Un’autolavaggio sospeso, due titolari denunciati e sanzioni per oltre 50mila euro. È quanto emerso dai controlli dei Carabinieri in due impianti di Brescia. I controlli, eseguiti nella mattinata del 9 aprile, hanno fatto emergere irregolarità su più fronti, dal lavoro nero alla sicurezza, fino alle violazioni ambientali.

L’operazione è stata condotta dai militari della Compagnia di Brescia insieme al Gruppo Forestale e al Nucleo Ispettorato del Lavoro. Nel mirino due impianti, uno in via Sant’Eufemia e l’altro in viale Venezia.

IRREGOLARITÀ

Nel primo autolavaggio i militari hanno trovato un lavoratore senza regolare contratto.

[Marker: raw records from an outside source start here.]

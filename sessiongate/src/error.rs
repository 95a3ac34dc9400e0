//! Errors reported by credential and session operations

use actix_web::http::StatusCode;
use actix_web::http::header::ContentType;
use actix_web::{HttpResponse, ResponseError};
use thiserror::Error;
use tracing::error;

#[derive(Debug, Error)]
pub enum Error {
    #[error("{0}")]
    Validation(String),
    #[error("Email is already registered")]
    Conflict,
    #[error("Invalid email or password")]
    Auth,
    #[error("Session doesn't exist")]
    SessionInvalid,
    #[error("Session expired")]
    SessionExpired,
    #[error("Store failure: {0}")]
    Store(sqlx::Error),
    #[error("Password hashing failure: {0}")]
    Hashing(#[from] argon2::password_hash::Error),
    #[error("Background task failure: {0}")]
    Task(#[from] tokio::task::JoinError),
}

impl Error {
    /// Any of the failures meaning the caller is not authenticated
    pub fn is_unauthenticated(&self) -> bool {
        matches!(self, Self::Auth | Self::SessionInvalid | Self::SessionExpired)
    }
}

impl From<sqlx::Error> for Error {
    fn from(err: sqlx::Error) -> Self {
        let unique_violation = err
            .as_database_error()
            .is_some_and(|db_err| db_err.is_unique_violation());

        if unique_violation {
            Self::Conflict
        } else {
            Self::Store(err)
        }
    }
}

impl ResponseError for Error {
    fn status_code(&self) -> StatusCode {
        match self {
            Self::Validation(_) | Self::Conflict => StatusCode::BAD_REQUEST,
            Self::Auth | Self::SessionInvalid | Self::SessionExpired => StatusCode::UNAUTHORIZED,
            Self::Store(_) | Self::Hashing(_) | Self::Task(_) => StatusCode::INTERNAL_SERVER_ERROR,
        }
    }

    fn error_response(&self) -> HttpResponse {
        let status = self.status_code();
        let body = match self {
            Self::Validation(_) | Self::Conflict => self.to_string(),
            // Which factor failed is not exposed
            Self::Auth | Self::SessionInvalid | Self::SessionExpired => "Not authenticated".to_owned(),
            Self::Store(_) | Self::Hashing(_) | Self::Task(_) => {
                error!(err = %self, "Request failed");
                "Internal server error".to_owned()
            }
        };

        HttpResponse::build(status)
            .content_type(ContentType::plaintext())
            .body(body)
    }
}
//! Drop-in credentials and session gate for ActixWeb services
//!
//! Users register with an email and a password, log in to obtain a `session_id` cookie, and the
//! `gate` middleware admits only requests carrying a valid, unexpired session. Users and sessions
//! are stored in SQLite.
//!
//! ```ignore
//! let model = Model::with_config(config.db, config.auth).await?;
//! let auth = service::configure(model, Arc::new(StaticViews::new()));
//!
//! HttpServer::new(move || {
//!     App::new().configure(auth.clone()).service(
//!         web::resource("/")
//!             .wrap(middleware::from_fn(gate))
//!             .to(index),
//!     )
//! })
//! ```

pub mod config;
pub mod error;
pub mod model;
pub mod service;
pub mod views;

pub use error::Error;
pub use model::Model;
pub use model::sessions::{Session, SessionToken};
pub use model::users::{Credentials, Email, Registration};
pub use service::{LOGIN_PATH, SESSION_COOKIE, configure, gate};
pub use views::{Part, Renderer, StaticViews, View};
//! Service global model

use std::path::PathBuf;

use chrono::TimeDelta;
use color_eyre::Result;
use sqlx::sqlite::{SqliteConnectOptions, SqlitePoolOptions};
use tracing::info;

pub mod password;
pub mod sessions;
pub mod users;

use crate::config;
use crate::error::Error;
use password::Passwords;
use sessions::{Session, SessionToken};
use users::{Credentials, Email, Registration};

#[derive(Debug, Clone, thiserror::Error)]
pub enum SetupError {
    #[error("Invalid SQLite path: {path}")]
    InvalidSQLitePath { path: PathBuf },
    #[error("Invalid session validity: {hours} hours")]
    InvalidSessionValidity { hours: i64 },
}

/// Credentials and sessions shared by all the request handlers
#[derive(Clone)]
pub struct Model {
    /// Database access
    db: sqlx::SqlitePool,
    /// Passwords hasher
    passwords: Passwords,
    /// How long issued sessions are valid
    session_validity: TimeDelta,
}

impl Model {
    /// Model for testing purposes - using the in-memory SQLite database and cheap password hashing
    pub async fn test() -> Result<Self> {
        let db = Self::memory_pool(1).await?;
        let passwords = Passwords::new(&config::PasswordHashing {
            memory_kib: 1024,
            iterations: 1,
            parallelism: 1,
        })?;

        Ok(Self {
            db,
            passwords,
            session_validity: TimeDelta::hours(config::Sessions::default().validity_hours),
        })
    }

    /// Model from configuration
    ///
    /// If the database is created in-memory, the migrations are being executed automatically. If database is
    /// file based migrations would be executed only if requested by configuration.
    pub async fn with_config(db: config::Database, auth: config::Auth) -> Result<Self> {
        use config::Database::*;

        let db = match db {
            Memory { max_connections } => Self::memory_pool(max_connections).await?,

            SqLite {
                path,
                max_connections,
                migrate,
            } => {
                let path = path
                    .as_path()
                    .to_str()
                    .ok_or_else(|| SetupError::InvalidSQLitePath { path: path.clone() })?;

                let opts = SqliteConnectOptions::new()
                    .filename(path)
                    .create_if_missing(true)
                    .foreign_keys(true);

                let pool = SqlitePoolOptions::new()
                    .max_connections(max_connections)
                    .connect_lazy_with(opts);

                if migrate {
                    sqlx::migrate!("model/migrations").run(&pool).await?;
                    info!(path, "Database migrated");
                }

                pool
            }
        };

        let hours = auth.session.validity_hours;
        let session_validity = TimeDelta::try_hours(hours)
            .filter(|validity| *validity > TimeDelta::zero())
            .ok_or(SetupError::InvalidSessionValidity { hours })?;

        Ok(Self {
            db,
            passwords: Passwords::new(&auth.password)?,
            session_validity,
        })
    }

    /// Shared in-memory database, living as long as the pool keeps a connection open
    async fn memory_pool(max_connections: u32) -> Result<sqlx::SqlitePool> {
        let opts: SqliteConnectOptions = "sqlite::memory:".parse()?;
        let opts = opts.foreign_keys(true);

        let pool = SqlitePoolOptions::new()
            .max_connections(max_connections)
            .min_connections(1)
            .idle_timeout(None)
            .max_lifetime(None)
            .connect_with(opts)
            .await?;

        sqlx::migrate!("model/migrations").run(&pool).await?;
        Ok(pool)
    }

    /// Accesses the DB pool
    pub fn db(&self) -> &sqlx::SqlitePool {
        &self.db
    }

    /// Validity window of newly issued sessions
    pub fn session_validity(&self) -> TimeDelta {
        self.session_validity
    }

    /// Registers a new user
    pub async fn register(&self, registration: Registration) -> Result<Email, Error> {
        registration.register(&self.db, &self.passwords).await
    }

    /// Verifies user credentials returning the verified email
    pub async fn verify(&self, credentials: Credentials) -> Result<Email, Error> {
        credentials.verify(&self.db, &self.passwords).await
    }

    /// Issues a new session for the user
    pub async fn issue(&self, owner: Email) -> Result<Session, Error> {
        Session::issue(&self.db, owner, self.session_validity).await
    }

    /// Validates the session token returning the session owner
    pub async fn validate(&self, token: &SessionToken) -> Result<Email, Error> {
        token.validate(&self.db).await
    }

    /// Performs cleanup on the model, returning the number of purged sessions
    pub async fn cleanup(&self) -> Result<u64, Error> {
        Session::cleanup(&self.db).await
    }
}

Una scoperta che ha fatto scattare immediatamente la sospensione dell’attività e una sanzione amministrativa da 5mila euro.
Il titolare, un italiano di 36 anni, è stato denunciato per diverse violazioni: dalla mancata sicurezza sul lavoro all’assenza di controlli sanitari sui dipendenti, fino alla mancata formazione e all’installazione non autorizzata di un sistema di videosorveglianza. Per lui sono state elevate ammende per oltre 23mila euro.
Nel secondo impianto, invece, il titolare – un 33enne di origine pakistana – è stato denunciato per carenze nella sorveglianza sanitaria dei lavoratori e per la mancata revisione dei dispositivi antincendio. Le sanzioni, in questo caso, superano i 13mila euro.

AMBIENTE

Non solo lavoro e sicurezza. In entrambi gli autolavaggi sono emerse irregolarità anche sul fronte ambientale, in particolare nella gestione degli scarichi di acque reflue industriali.
Per uno dei due esercizi è stata contestata anche un’ulteriore violazione legata alla catena degli scarichi, con un’altra sanzione amministrativa.